Journal Basic Info

  • Impact Factor: 1.809**
  • H-Index: 6
  • ISSN: 2474-1655
  • DOI: 10.25107/2474-1655
**Impact Factor calculated based on Google Scholar Citations. Please contact us for any more details.

Major Scope

  •  Gastroenterology
  •  Endoscopy
  •  Urology Cases
  •  Cardiology
  •  Nursing
  •  Endocrinology
  •  Biochemistry and Biostatistics
  •  Hepatology


Citation: Ann Clin Case Rep. 2024;9(1):2555.DOI: 10.25107/2474-1655.2555

Peripheral Pulmonary Artery Growth in Alagille Syndrome after Central Pulmonary Artery Enlargement: A Case

Harada T1*, Fukae K1, Matsuo O2 and Ando Y1

1Departments of Pediatric Cardiac Surgery, Kumamoto City Hospital, Japan
2Departments of Pediatric Cardiology, Kumamoto City Hospital, Japan

*Correspondance to: Takeaki Harada 

 PDF  Full Text Case Report | Open Access


Background: Peripheral pulmonary artery stenosis is a rare congenital defect that is frequently associated with Alagille syndrome and Williams syndrome. However, the optimal treatment of peripheral pulmonary artery stenosis is controversial. No reports have described central pulmonary artery enlargement in a patient with Alagille syndrome and peripheral pulmonary artery stenosis. We herein report a case in which central pulmonary artery enlargement enabled the peripheral pulmonary arteries, including the lobar and segmental arteries, to adequately grow. Case Report: We treated an infant with Alagille syndrome, tetralogy of Fallot, and peripheral pulmonary artery stenosis. At 54 days of age, a central shunt was placed to encourage development of the pulmonary artery. However, no pulmonary artery growth was achieved. Because of worsening hypoxemia, enlargement of the central pulmonary arteries as well as total correction of the tetralogy of Fallot were performed. Although the peripheral pulmonary artery stenosis was not reconstructed at the segmental and lobar levels, growth of the diameter of the right and left pulmonary arteries and their first branches, and improvement of the Nakata index were seen at 5 years postoperatively.

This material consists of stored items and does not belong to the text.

impl<S: RecordStore> PermitService<S> {
    pub fn new(store: S) -> Self {
        Self::with_settings(store, Limits::default(), RetryConfig::default(), 1000)
    }

    pub fn with_settings(
        store: S,
        limits: Limits,
        retry: RetryConfig,
        permit_id_offset: u64,
    ) -> Self {
        Self {
            store,
            engine: TransitionEngine::new(limits),
            retry,
            permit_id_offset,
        }
    }

    pub fn store(&self) -> &S {
        &self.store
    }

    /// Create a permit in `New` status with a fresh `WP-<n>` id.
    pub async fn create_permit(&self, input: NewPermit) -> Result<Permit, PermitError> {
        self.engine.validate_permit_window(&input.validity_window)?;
        let n = self.store.next_id("permit").await.map_err(storage)?;
        let id = format!("WP-{}", self.permit_id_offset + n);
        let permit = Permit::new(id, input.validity_window, input.role_emails, Utc::now());
        self.store.insert(&permit).await.map_err(storage)?;
        tracing::info!(permit = %permit.id, "permit created");
        Ok(permit)
    }

    pub async fn get_permit(&self, id: &str) -> Result<Permit, PermitError> {
        Ok(self.read::<Permit>(id).await?.value)
    }

    pub async fn list_permits(&self) -> Result<Vec<Permit>, PermitError> {
        self.store.list().await.map_err(storage)
    }

    /// Apply one action to a permit and return the committed transition.
    pub async fn handle(&self, request: &ActionRequest) -> Result<Transition, PermitError> {
        let mut transition = None;
        let result = self
            .update::<Permit, _>(&request.permit_id, |current| {
                let (next, t) = self.engine.apply(current, request, Utc::now())?;
                transition = Some(t);
                Ok(next)
            })
            .await;

        match (result, transition) {
            (Ok(_), Some(t)) => {
                tracing::info!(
                    permit = %t.permit_id,
                    role = %t.role,
                    action = %t.action,
                    from = %t.from,
                    to = %t.to,
                    "transition committed"
                );
                Ok(t)
            }
            (Ok(_), None) => Err(PermitError::StorageUnavailable(
                "update committed without a transition".into(),
            )),
            (Err(e), _) => {
                tracing::info!(
                    permit = %request.permit_id,
                    role = %request.role,
                    action = %request.action,
                    error = %e.kind(),
                    "action refused: {e}"
                );
                Err(e)
            }
        }
    }

    /// [`handle`](Self::handle) wrapped in the response envelope.
    pub async fn respond(&self, request: &ActionRequest) -> ActionResponse {
        self.handle(request).await.map(|t| t.to).into()
    }

    pub async fn register_worker(&self, profile: WorkerProfile) -> Result<Worker, PermitError> {
        let n = self.store.next_id("worker").await.map_err(storage)?;
        let worker = Worker::new(format!("W-{n}"), profile, Utc::now());
        self.store.insert(&worker).await.map_err(storage)?;
        tracing::info!(worker = %worker.id, "worker registered");
        Ok(worker)
    }

    pub async fn get_worker(&self, id: &str) -> Result<Worker, PermitError> {
        Ok(self.read::<Worker>(id).await?.value)
    }

    pub async fn list_workers(&self) -> Result<Vec<Worker>, PermitError> {
        self.store.list().await.map_err(storage)
    }

    pub async fn act_on_worker(
        &self,
        id: &str,
        role: Role,
        actor: &str,
        action: &WorkerAction,
    ) -> Result<Worker, PermitError> {
        let worker = self
            .update::<Worker, _>(id, |current| current.apply(role, actor, action, Utc::now()))
            .await?;
        tracing::info!(worker = %worker.id, status = %worker.status, %role, "worker updated");
        Ok(worker)
    }

    async fn read<R: Record>(&self, id: &str) -> Result<Versioned<R>, PermitError> {
        tracing::debug!(table = R::TABLE, id, "reading record");
        self.store.get(id).await.map_err(|e| match e {
            StoreError::NotFound(_) => PermitError::NotFound {
                entity: R::KIND,
                id: id.to_string(),
            },
            other => storage(other),
        })
    }

    /// Read, mutate and compare-and-swap `id`, retrying on version conflicts.
    ///
    /// `mutate` runs once per attempt against the freshly read value; its
    /// errors end the cycle without a write.
    async fn update<R, F>(&self, id: &str, mut mutate: F) -> Result<R, PermitError>
    where
        R: Record,
        F: FnMut(&R) -> Result<R, PermitError>,
    {
        let mut attempt = 0;
        loop {
            let current = self.read::<R>(id).await?;
            let next = mutate(&current.value)?;

            match self.store.compare_and_swap(current.version, &next).await {
                Ok(_) => return Ok(next),
                Err(StoreError::Conflict { found, .. }) if attempt < self.retry.max_retries => {
                    attempt += 1;
                    let delay_ms = self.retry.delay_for_attempt(attempt);
                    tracing::warn!(
                        id,
                        read_version = current.version,
                        found,
                        attempt,
                        max = self.retry.max_retries,
                        delay_ms,
                        "version conflict, retrying"
                    );
                    sleep(Duration::from_millis(delay_ms)).await;
                }
                Err(StoreError::Conflict { .. }) => {
                    tracing::warn!(id, attempts = attempt + 1, "conflict retries exhausted");
                    return Err(PermitError::Conflict(id.to_string()));
                }
                Err(StoreError::NotFound(_)) => {
                    return Err(PermitError::NotFound {
                        entity: R::KIND,
                        id: id.to_string(),
                    });
                }
                Err(e) => return Err(storage(e)),
            }
        }
    }
}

Conclusion: Despite the difficulty of successfully surgically enlarging the peripheral pulmonary arteries in patients with Alagille syndrome, reconstruction of the central pulmonary arteries achieves sufficient enlargement of even the peripheral pulmonary arteries


Alagille syndrome; Peripheral pulmonary artery stenosis; Central pulmonary artery reconstruction

Cite the Article:

Harada T, Fukae K, Matsuo O, Ando Y. Peripheral Pulmonary Artery Growth in Alagille Syndrome after Central Pulmonary Artery Enlargement: A Case Report. Ann Clin Case Rep. 2024; 9: 2555..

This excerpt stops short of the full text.